## Dictionaries

## Brief summary of dictionaries

- Make them with `{key1: value1, key2: value2, .... }`
- Keys must be immutable. Basically use strings, numbers, or tuples as your keys.
- Keys cannot repeat, assigning to the same key will overwrite the existing value
- Values can repeat
- The `in` keyword tests whether a key is in the dictionary or not.
- We can mutate a dictionary. 
  - To add `new_key` to a dictionary `d`, we can write `d[new_key] = .....`
  - To remove `old_key` from a dictionary `d`, we can write `del d[old_key]`

## Example

In [None]:
states_and_capitals = {
    'California': 'Sacramento',
    'Oregon': 'Salem',
    'Washington': 'Olympia',
    'Maine': 'Portland',
    'Texas': 'Austin',
    'New York': 'Albany',
    'Illinois': 'Springfield'
}

# access a state
print(states_and_capitals['California'])

In [None]:
# Mutatable: easy to add keys
states_and_capitals['Florida'] = 'Jackson'

In [None]:
# Can check if a key is in the dictionary using "in", but not a value
print('California' in states_and_capitals)
print('Sacramento' in states_and_capitals)

In [None]:
# Accessing a key can be done two ways:
#  - using dict[key], gives an error if key is not in dictionary
#  - using dict.get(key, value_if_missing)
states_and_capitals['Sacramento']

In [None]:
states_and_capitals.get('Sacramento', 'not a state I know about')

### Counters

Given `text`, count how many times each letter appears in text.

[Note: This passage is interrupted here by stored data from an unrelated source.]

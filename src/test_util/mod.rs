use tracing_subscriber::EnvFilter;

pub mod env;
pub mod face;

pub fn setup_test_logging() {
    let filter = EnvFilter::try_from_default_env().unwrap_or_else(|_| EnvFilter::new("trace"));
    let _ = tracing_subscriber::fmt()
        .with_env_filter(filter)
        .with_test_writer()
        .try_init();
}
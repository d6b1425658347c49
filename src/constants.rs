use std::time::Duration;

use tracing::Level;

// Maximum number of retransmissions per segment, excluding the initial request.
pub const DEFAULT_RETX_LIMIT: usize = 15;

// Request lifetime is RTO plus this. Lets a late response still arrive and be useful
// (it completes the segment) even after we decided to retransmit.
pub const DEFAULT_LIFETIME_AFTER_RTO: Duration = Duration::from_millis(1000);

// How often to wake up and scan for RTO expiry when nothing arrives.
pub const DEFAULT_TICK_INTERVAL: Duration = Duration::from_millis(4);

// ContentType=BLOB
pub const DEFAULT_ACCEPT_CONTENT_TYPE: u32 = 0;

pub const CONGESTION_TRACING_LOG_LEVEL: Level = Level::DEBUG;
pub const RTTE_TRACING_LOG_LEVEL: Level = Level::TRACE;

// CUBIC defaults, RFC 8312.
pub const DEFAULT_CUBIC_IW: f64 = 2.;
pub const DEFAULT_CUBIC_C: f64 = 0.4;
pub const DEFAULT_CUBIC_BETA: f64 = 0.7;
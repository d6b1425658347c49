use std::{
    sync::{
        Arc,
        atomic::{AtomicUsize, Ordering},
    },
    time::Duration,
};

use rand::Rng;
use tracing::trace;

use crate::{
    face::ChannelFaceRemote,
    message::{Data, FaceCommand, Request, Response},
    naming::{Name, Segment3, SegmentConvention},
};

/// Serves one object split in segments, dropping LOSS_PCT percent of requests.
pub struct LossyProducer<const LOSS_PCT: usize> {
    prefix: Name,
    segments: Vec<Vec<u8>>,
    max_delay_ms: u64,
    served: AtomicUsize,
    lost: AtomicUsize,
}

impl<const LOSS_PCT: usize> LossyProducer<LOSS_PCT> {
    pub fn new(prefix: Name, object: &[u8], segment_size: usize, max_delay_ms: u64) -> Arc<Self> {
        Arc::new(Self {
            prefix,
            segments: object.chunks(segment_size).map(|c| c.to_vec()).collect(),
            max_delay_ms,
            served: AtomicUsize::new(0),
            lost: AtomicUsize::new(0),
        })
    }

    pub fn served(&self) -> usize {
        self.served.load(Ordering::Relaxed)
    }

    pub fn lost(&self) -> usize {
        self.lost.load(Ordering::Relaxed)
    }

    fn loss(&self) -> bool {
        let loss = rand::rng().random_bool(LOSS_PCT as f64 / 100.);
        if loss {
            self.lost.fetch_add(1, Ordering::Relaxed);
        }
        loss
    }

    fn respond_to(&self, request: &Request) -> Option<Response> {
        if !self.prefix.is_prefix_of(&request.name) {
            return None;
        }
        let segment = Segment3.parse(request.name.last()?)?;
        let content = self.segments.get(usize::try_from(segment).ok()?)?;
        let last = self.segments.len() as u64 - 1;
        let mut data = Data::new(request.name.clone(), content.clone());
        data.final_block_id = Some(Segment3.create(last));
        self.served.fetch_add(1, Ordering::Relaxed);
        Some(Response::new(data, Some(request.token)))
    }

    /// Serve until the fetcher's end of the face is dropped.
    pub async fn serve(self: Arc<Self>, mut remote: ChannelFaceRemote) {
        while let Some(command) = remote.commands.recv().await {
            let FaceCommand::Send(request) = command else {
                continue;
            };
            if self.loss() {
                trace!(name = %request.name, "dropping request");
                continue;
            }
            let Some(response) = self.respond_to(&request) else {
                continue;
            };
            let delay = Duration::from_millis(rand::rng().random_range(0..=self.max_delay_ms));
            let tx = remote.responses.clone();
            tokio::spawn(async move {
                tokio::time::sleep(delay).await;
                let _ = tx.send(response);
            });
        }
    }
}
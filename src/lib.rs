#[macro_use]
mod macros;

pub mod congestion;
mod constants;
#[cfg(test)]
mod e2e_tests;
mod error;
mod face;
mod fetch_logic;
mod fetcher;
pub mod message;
mod metrics;
pub mod naming;
mod opts;
mod reorder;
pub mod rtte;
#[cfg(test)]
mod test_util;
mod traits;
mod utils;

pub use congestion::{
    CongestionAvoidance, CongestionAvoidanceKind, CongestionConfig, SharedCongestion,
    WindowUpdate,
};
pub use error::{Error, Result};
pub use face::{ChannelFace, ChannelFaceRemote};
pub use fetch_logic::FetchState;
pub use fetcher::{FetchCounter, FetchedSegment, SegmentFetcher};
pub use opts::{FetchOpts, RequestModifier};
pub use reorder::{Ordered, Reorder};
pub use rtte::{RoundTripEstimator, RttEstimator, RttEstimatorOpts, SharedRttEstimator};
pub use traits::{DefaultFetchEnvironment, Face, FetchEnvironment, Verifier};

This is the type of problem that a dictionary `counter` is great for, because:
- `counter[letter]` keeps the count of number of times we have seen letter
- If we see a new letter, we can use mutability of dictionaries to add a new key. 
- Every time we see `letter`, we should add one to `counter[letter]`

We could decided to look _only_ at letters, but we can also count all characters (e.g. spaces, new lines, full stops, tabs, ....) just as easily. See the example below

In [None]:
# In Dicken's day, authors were paid by the word
#
text = """
It was the best of times, it was the worst of times, it was the age of wisdom, it was the age of foolishness, 
it was the epoch of belief, it was the epoch of incredulity, it was the season of Light, it was the season of 
Darkness, it was the spring of hope, it was the winter of despair, we had everything before us, we had nothing 
before us, we were all going direct to Heaven, we were all going direct the other way—in short, the period was 
so far like the present period, that some of its noisiest authorities insisted on its being received, for good 
or for evil, in the superlative degree of comparison only.
"""

In [None]:
counter = {}

for letter in text.lower():
    counter[letter] = counter.get(letter, 0) + 1
    
counter

## Sorting -- new

One thing dictionaries don't do well is get sorted, beacuse the are not supposed to keep order. How would we find the most popular letter?

In [None]:
# attempt 1
sorted(counter)

Note this is just the keys in "alphabetical" (technically _lexographic_) order. We really want the letters sorted by _value_ instead. This is a little awkward. Let's do it the long way first:

In [None]:
my_list = []
for key in counter:
    my_list.append([counter[key], key])
print(my_list)

This is now a list of lists. The entry `my_list[i]` is a list with two things
- the value (count)
- the key (the letter)

When we sort a list of lists, we order by the first element. In the case of a tie, we sort by the second element. If both of those tie, we move onto the third (if it exists), etc.

In [None]:
sorted(my_list)

Now we see that we have ordered the "characters" from least popular to most popular.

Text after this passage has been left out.